A number sign (#) is used with this entry because of evidence that congenital heart defects and ectodermal dysplasia (CHDED) is caused by heterozygous mutation in the PRKD1 gene (605435) on chromosome 14q12.

Clinical Features

Sifrim et al. (2016) reported 3 unrelated children with a syndrome associated with congenital heart defects. Two patients had atrioventricular septal defects and the third had pulmonary valve abnormality. All had some sort of developmental delay, with global developmental delay and motor delay noted in 1 patient, and delayed speech and language in another. Developmental details about the third patient were not provided.
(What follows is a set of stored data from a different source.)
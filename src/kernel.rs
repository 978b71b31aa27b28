use nalgebra::DMatrix;

use crate::C64;
use crate::aquifer::AquiferData;
use crate::errors::{ElementError, Result};

/// Influence arrays of one element: entry `[param]` is an `(naq x npval)`
/// matrix in eigen-parameter space for a unit-strength parameter.
pub type Influence = Vec<DMatrix<C64>>;

/// Closed-form response of one element variant.
///
/// `potinf` and `disinf` are the two influence functions every variant must
/// supply. The defaults fail with [`ElementError::Unimplemented`] so a variant
/// that forgets one never reads as a zero field.
pub trait ElementKernel: Send + Sync {
    /// Variant name, echoed by `Element::write`.
    fn name(&self) -> &str;

    /// Point used to look up the aquifer the element sits in.
    fn control_point(&self) -> (f64, f64);

    /// Unit potential influence, `nparam` matrices of `(naq x npval)`.
    fn potinf(&self, _x: f64, _y: f64, _aq: &AquiferData) -> Result<Influence> {
        Err(ElementError::Unimplemented {
            element: self.name().to_string(),
            capability: "potinf",
        })
    }

    /// Unit discharge influence in x and y, same shapes as `potinf`.
    fn disinf(&self, _x: f64, _y: f64, _aq: &AquiferData) -> Result<(Influence, Influence)> {
        Err(ElementError::Unimplemented {
            element: self.name().to_string(),
            capability: "disinf",
        })
    }

    // Discharge of the element itself per unit parameter, cached at initialize
    fn dischargeinf(&self, _aq: &AquiferData) -> Result<Influence> {
        Err(ElementError::Unimplemented {
            element: self.name().to_string(),
            capability: "dischargeinf",
        })
    }

    // Hook for state that needs the aquifer or other elements to exist
    fn initialize(&mut self, _aq: &AquiferData) -> Result<()> {
        Ok(())
    }

    fn headinside(&self, _t: &[f64]) -> Option<DMatrix<f64>> {
        log::warn!("headinside is not implemented for {}", self.name());
        None
    }

    fn run_after_solve(&mut self) {}

    fn plot(&self) {}
}
mod common;

use std::sync::Arc;

use nalgebra::DMatrix;
use ttim_element::{
    AquiferData, AquiferLookup, BcKind, ElementConfig, ElementError, LayerSelection, Model,
    ModelConfig, UniformAquifer,
};

use common::{IdentityInverse, UnitKernel, c, single_layer_model};

#[test]
fn duplicate_label_is_rejected_without_registering() {
    let mut model = single_layer_model(0.0, 10.0);
    let config = ElementConfig::new("Well", BcKind::Given).with_label("w1");
    model.add_element(config.clone(), UnitKernel::boxed(1)).unwrap();
    assert!(matches!(
        model.add_element(config, UnitKernel::boxed(1)),
        Err(ElementError::LabelExists(label)) if label == "w1"
    ));
    assert_eq!(model.elements().len(), 1);
    assert!(model.element_by_label("w1").is_some());
}

#[test]
fn malformed_history_is_rejected_without_registering() {
    let mut model = single_layer_model(0.0, 10.0);
    let mut config = ElementConfig::new("Well", BcKind::Given).with_label("w1");
    config.tsandbc = vec![vec![0.0, 1.0, 2.0]];
    assert!(matches!(
        model.add_element(config, UnitKernel::boxed(1)),
        Err(ElementError::InputShape { row: 0, columns: 3 })
    ));
    assert!(model.elements().is_empty());
    assert!(model.element_by_label("w1").is_none());
}

#[test]
fn history_is_shifted_by_model_start() {
    let mut model = Model::new(
        common::settings(0.0, 10.0, 5.0),
        vec![c(1.0)],
        Arc::new(UniformAquifer::new(AquiferData::identity(1, 1).unwrap())),
        Box::new(IdentityInverse),
    );
    let well = model
        .add_element(
            ElementConfig::new("Well", BcKind::Given).with_tsandbc(&[(7.0, 2.0)]),
            UnitKernel::boxed(1),
        )
        .unwrap();
    let history = model.element(well).unwrap().history().unwrap();
    assert_eq!(history.tstart(), &[0.0, 2.0]);
    assert_eq!(history.increments(), &[0.0, 2.0]);
}

#[test]
fn parameters_need_one_set_per_history_element() {
    let mut model = single_layer_model(0.0, 10.0);
    model
        .add_element(ElementConfig::new("Well", BcKind::Given), UnitKernel::boxed(1))
        .unwrap();
    let head = model
        .add_element(ElementConfig::new("HeadWell", BcKind::Variable), UnitKernel::boxed(1))
        .unwrap();

    // one set for the given well and one for the head well itself
    let two = || vec![DMatrix::from_element(1, 1, c(1.0)); 2];
    assert!(matches!(
        model.set_parameters(head, two()),
        Err(ElementError::NotInitialized(_))
    ));
    model.initialize().unwrap();
    assert_eq!(model.gvbclist(), &[0, 1]);
    assert!(matches!(
        model.set_parameters(head, vec![DMatrix::from_element(1, 1, c(1.0))]),
        Err(ElementError::ShapeMismatch { expected: 2, found: 1, .. })
    ));
    model.set_parameters(head, two()).unwrap();
    assert!(matches!(
        model.set_parameters(head, two()),
        Err(ElementError::AlreadySolved(_))
    ));
}

#[test]
fn given_element_needs_one_parameter_per_layer() {
    let lookup: Arc<dyn AquiferLookup> = Arc::new(UniformAquifer::new(AquiferData::identity(2, 1).unwrap()));
    let mut model = Model::new(
        common::settings(0.0, 10.0, 0.0),
        vec![c(1.0)],
        lookup,
        Box::new(IdentityInverse),
    );
    let config = ElementConfig::new("Well", BcKind::Given)
        .with_layers(vec![0, 1])
        .with_nparam(1, 0);
    model.add_element(config, UnitKernel::boxed(1)).unwrap();
    assert!(matches!(
        model.initialize(),
        Err(ElementError::ShapeMismatch { .. })
    ));
}

#[test]
fn element_layers_must_exist_in_the_aquifer() {
    let mut model = single_layer_model(0.0, 10.0);
    let config = ElementConfig::new("Well", BcKind::Zero).with_layers(vec![3]);
    model.add_element(config, UnitKernel::boxed(1)).unwrap();
    assert!(matches!(
        model.initialize(),
        Err(ElementError::LayerOutOfRange { layer: 3, naq: 1 })
    ));
}

#[test]
fn spatial_queries_after_solve() {
    let mut model = single_layer_model(0.0, 10.0);
    model
        .add_element(ElementConfig::new("Well", BcKind::Given), UnitKernel::boxed(1))
        .unwrap();
    let head = model
        .add_element(ElementConfig::new("HeadWell", BcKind::Variable), UnitKernel::boxed(1))
        .unwrap();
    model.initialize().unwrap();
    model
        .set_parameters(
            head,
            vec![DMatrix::from_element(1, 1, c(4.0)), DMatrix::from_element(1, 1, c(0.0))],
        )
        .unwrap();

    let element = model.element(head).unwrap();
    let pot = element.potential(5.0, 5.0, None).unwrap();
    assert_eq!(pot[0][(0, 0)], c(4.0));
    let phi = element
        .potentiallayers(5.0, 5.0, &LayerSelection::All, None)
        .unwrap();
    assert_eq!(phi[0][(0, 0)], c(4.0));
}

#[test]
fn model_from_toml_config() {
    let config = ModelConfig::from_toml_str(
        r#"
        [model]
        name = "ml"
        tmin = 0.0
        tmax = 10.0

        [[elements]]
        name = "Well"
        label = "w1"
        kind = "given"
        tsandbc = [[0.0, 1.0], [2.0, 3.0]]

        [[elements]]
        name = "HeadWell"
        label = "h1"
        kind = "variable"
        nunknowns = 1
        "#,
    )
    .unwrap();
    let mut model = Model::from_config(
        config,
        vec![c(1.0)],
        Arc::new(UniformAquifer::new(AquiferData::identity(1, 1).unwrap())),
        Box::new(IdentityInverse),
        |element| Ok(UnitKernel::boxed(element.nparam)),
    )
    .unwrap();
    model.initialize().unwrap();
    assert_eq!(model.ngvbc(), 2);

    let q = model.discharge(0, &[1.0, 3.0], 0).unwrap();
    assert_eq!(q[(0, 0)], 1.0);
    assert_eq!(q[(0, 1)], 3.0);

    let text = model.write();
    assert!(text.starts_with("Well(ml,\n"));
    assert!(text.contains("HeadWell(ml,\n"));
    assert!(text.contains("label = 'h1',\n"));
}

#[test]
fn initialize_runs_once() {
    let mut model = single_layer_model(0.0, 10.0);
    model
        .add_element(ElementConfig::new("Well", BcKind::Given), UnitKernel::boxed(1))
        .unwrap();
    model.initialize().unwrap();
    assert!(matches!(
        model.initialize(),
        Err(ElementError::AlreadyInitialized(_))
    ));
    assert!(matches!(
        model.add_element(ElementConfig::new("Well", BcKind::Given), UnitKernel::boxed(1)),
        Err(ElementError::AlreadyInitialized(_))
    ));
    assert_eq!(model.gvbclist(), &[0]);
}

#[test]
fn failed_initialize_leaves_gvbclist_empty() {
    let mut model = single_layer_model(0.0, 10.0);
    model
        .add_element(ElementConfig::new("Well", BcKind::Given), UnitKernel::boxed(1))
        .unwrap();
    model
        .add_element(
            ElementConfig::new("Well", BcKind::Zero).with_layers(vec![2]),
            UnitKernel::boxed(1),
        )
        .unwrap();
    assert!(model.initialize().is_err());
    assert!(model.gvbclist().is_empty());
    assert_eq!(model.ngvbc(), 0);
}
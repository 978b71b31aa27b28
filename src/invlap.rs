use crate::C64;

/// Numerical inverse Laplace transform supplied by the model.
///
/// `signal` holds one value per Laplace sample of the model. `times` are
/// ascending and lie within the model bounds. The returned vector has one
/// real value per time and must be deterministic for identical inputs.
pub trait InverseLaplace: Send + Sync {
    fn invert(&self, signal: &[C64], times: &[f64]) -> Vec<f64>;
}

impl<F> InverseLaplace for F
where
    F: Fn(&[C64], &[f64]) -> Vec<f64> + Send + Sync,
{
    fn invert(&self, signal: &[C64], times: &[f64]) -> Vec<f64> {
        self(signal, times)
    }
}
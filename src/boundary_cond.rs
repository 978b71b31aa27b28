use crate::errors::{ElementError, Result};

// How the strength of an element evolves through time
#[derive(Clone, Copy, Debug, PartialEq, Eq, serde::Deserialize, serde::Serialize)]
#[serde(rename_all = "lowercase")]
pub enum BcKind {
    Given,    // strength prescribed through time, drives other elements
    Variable, // boundary condition varies through time, strength is solved for
    Zero,     // boundary condition is zero through time
}

impl BcKind {
    pub fn code(&self) -> char {
        match self {
            BcKind::Given => 'g',
            BcKind::Variable => 'v',
            BcKind::Zero => 'z',
        }
    }
}

/// Piecewise-constant boundary-condition history of one element.
///
/// Times are stored relative to the model start time. When the first relative
/// time is positive a `(0, 0)` anchor is prepended, so the history always
/// starts at zero.
#[derive(Clone, Debug)]
pub struct BoundaryHistory {
    tstart: Vec<f64>, // Start time of every step, relative to model tstart
    bcin: Vec<f64>,   // Cumulative boundary value from each start time on
    bc: Vec<f64>,     // Step increments, filled by setbc()
}

impl BoundaryHistory {
    /// Builds a history from raw rows. Every row must have exactly two
    /// columns and times must increase strictly. Nothing is built on error.
    pub fn from_rows(rows: &[Vec<f64>], model_tstart: f64) -> Result<Self> {
        if rows.is_empty() {
            return Err(ElementError::EmptyHistory);
        }
        let mut pairs = Vec::with_capacity(rows.len());
        for (row, values) in rows.iter().enumerate() {
            if values.len() != 2 {
                return Err(ElementError::InputShape {
                    row,
                    columns: values.len(),
                });
            }
            pairs.push((values[0], values[1]));
        }
        Self::from_pairs(&pairs, model_tstart)
    }

    pub fn from_pairs(pairs: &[(f64, f64)], model_tstart: f64) -> Result<Self> {
        if pairs.is_empty() {
            return Err(ElementError::EmptyHistory);
        }
        for (row, window) in pairs.windows(2).enumerate() {
            if window[1].0 <= window[0].0 {
                return Err(ElementError::UnorderedHistory { row: row + 1 });
            }
        }

        let mut tstart: Vec<f64> = pairs.iter().map(|&(t, _)| t - model_tstart).collect();
        let mut bcin: Vec<f64> = pairs.iter().map(|&(_, v)| v).collect();
        if tstart[0] > 0.0 {
            tstart.insert(0, 0.0);
            bcin.insert(0, 0.0);
        }

        let mut history = BoundaryHistory {
            tstart,
            bcin,
            bc: Vec::new(),
        };
        history.setbc();
        Ok(history)
    }

    /// Derives the step increments from the cumulative values. Safe to call
    /// any number of times.
    pub fn setbc(&mut self) {
        if self.bcin.len() > 1 {
            self.bc = Vec::with_capacity(self.bcin.len());
            self.bc.push(self.bcin[0]);
            self.bc
                .extend(self.bcin.windows(2).map(|pair| pair[1] - pair[0]));
        } else {
            self.bc = self.bcin.clone();
        }
    }

    pub fn tstart(&self) -> &[f64] {
        &self.tstart
    }

    pub fn bcin(&self) -> &[f64] {
        &self.bcin
    }

    pub fn increments(&self) -> &[f64] {
        &self.bc
    }

    pub fn ntstart(&self) -> usize {
        self.tstart.len()
    }

    /// Step start times paired with their increments.
    pub fn steps(&self) -> impl Iterator<Item = (f64, f64)> + '_ {
        self.tstart.iter().copied().zip(self.bc.iter().copied())
    }
}
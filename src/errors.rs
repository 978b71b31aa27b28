//! Error type shared by element construction, initialization and queries.

use thiserror::Error;

#[derive(Debug, Error)]
pub enum ElementError {
    /// Boundary-condition rows must be `(time, value)` pairs.
    #[error("input error: tsandbc must be a 2D list like [(0,1),(2,5),(8,0)], row {row} has {columns} columns")]
    InputShape { row: usize, columns: usize },
    #[error("input error: tsandbc must contain at least one (time, value) pair")]
    EmptyHistory,
    #[error("input error: tsandbc times must be strictly increasing (row {row})")]
    UnorderedHistory { row: usize },
    #[error("label {0} already exists")]
    LabelExists(String),
    /// A kernel variant did not override a required influence function.
    #[error("{element} does not implement {capability}")]
    Unimplemented {
        element: String,
        capability: &'static str,
    },
    #[error("element {0} has no solved parameters; run the model solve first")]
    NotSolved(String),
    #[error("element {0} is not initialized; call Model::initialize first")]
    NotInitialized(String),
    #[error("model {0} is already initialized")]
    AlreadyInitialized(String),
    #[error("parameters of element {0} are already set")]
    AlreadySolved(String),
    #[error("layer {layer} out of range for aquifer with {naq} layers")]
    LayerOutOfRange { layer: usize, naq: usize },
    #[error("shape mismatch in {what}: expected {expected}, found {found}")]
    ShapeMismatch {
        what: &'static str,
        expected: usize,
        found: usize,
    },
    #[error("query times must be ordered ascending")]
    UnorderedTimes,
    #[error("no element at index {0}")]
    UnknownElement(usize),
    #[error("config error: {0}")]
    Config(#[from] toml::de::Error),
    #[error(transparent)]
    Io(#[from] std::io::Error),
}

pub type Result<T> = std::result::Result<T, ElementError>;
use std::sync::Arc;

use nalgebra::DMatrix;

use crate::C64;
use crate::errors::{ElementError, Result};

// Eigen decomposition of one aquifer system, as delivered by the aquifer collaborator
#[derive(Clone, Debug)]
pub struct AquiferData {
    // One (layers x eigen-parameters) matrix per Laplace sample
    eigvec: Vec<DMatrix<C64>>,
}

impl AquiferData {
    pub fn new(eigvec: Vec<DMatrix<C64>>) -> Result<Self> {
        let first = eigvec.first().ok_or(ElementError::ShapeMismatch {
            what: "eigvec Laplace samples",
            expected: 1,
            found: 0,
        })?;
        let (rows, cols) = first.shape();
        for matrix in &eigvec {
            if matrix.nrows() != rows {
                return Err(ElementError::ShapeMismatch {
                    what: "eigvec layers",
                    expected: rows,
                    found: matrix.nrows(),
                });
            }
            if matrix.ncols() != cols {
                return Err(ElementError::ShapeMismatch {
                    what: "eigvec eigen-parameters",
                    expected: cols,
                    found: matrix.ncols(),
                });
            }
        }
        Ok(AquiferData { eigvec })
    }

    // Aquifer whose eigen-parameters coincide with its layers
    pub fn identity(naq: usize, npval: usize) -> Result<Self> {
        Self::new(vec![DMatrix::identity(naq, naq); npval])
    }

    /// Number of physical layers.
    pub fn naq(&self) -> usize {
        self.eigvec[0].nrows()
    }

    /// Number of eigen-parameters per Laplace sample.
    pub fn neigen(&self) -> usize {
        self.eigvec[0].ncols()
    }

    pub fn npval(&self) -> usize {
        self.eigvec.len()
    }

    pub fn eigvec(&self) -> &[DMatrix<C64>] {
        &self.eigvec
    }
}

/// Spatial lookup of the aquifer present at a point.
///
/// Must be deterministic and free of side effects: the same point always
/// yields the same eigen decomposition.
pub trait AquiferLookup: Send + Sync {
    fn find_aquifer_data(&self, x: f64, y: f64) -> Arc<AquiferData>;
}

// A single aquifer covering the whole plane
pub struct UniformAquifer {
    data: Arc<AquiferData>,
}

impl UniformAquifer {
    pub fn new(data: AquiferData) -> Self {
        UniformAquifer {
            data: Arc::new(data),
        }
    }
}

impl AquiferLookup for UniformAquifer {
    fn find_aquifer_data(&self, _x: f64, _y: f64) -> Arc<AquiferData> {
        Arc::clone(&self.data)
    }
}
Two patients were noted to have variable features of ectodermal dysplasia, including sparse hair, dry skin, thin skin, fragile nails, premature loss of primary teeth, and small widely spaced teeth; the third patient had a 'disorganized eyebrow.' Other features seen in 1 or 2 patients included microcephaly, prominent forehead, prominent nasal bridge, depressed nasal bridge, broad thumbs, short digits, nystagmus, scoliosis, feeding difficulties, and hypotonia.

Molecular Genetics

In 3 unrelated children with CHDED, Sifrim et al. (2016) identified de novo heterozygous missense mutations in the PRKD1 gene (605435.0002-605435.0003). The patients were ascertained from a cohort of 518 trios in which a child with syndromic congenital heart defects underwent exome sequencing. Statistical analysis indicated that de novo missense mutations in the PRKD1 gene were significantly enriched in patients compared to those expected under a null mutational model (p = 2.13 x 10(-6), Bonferroni-corrected p = 0.05). Functional studies of the variants and studies of patient cells were not performed.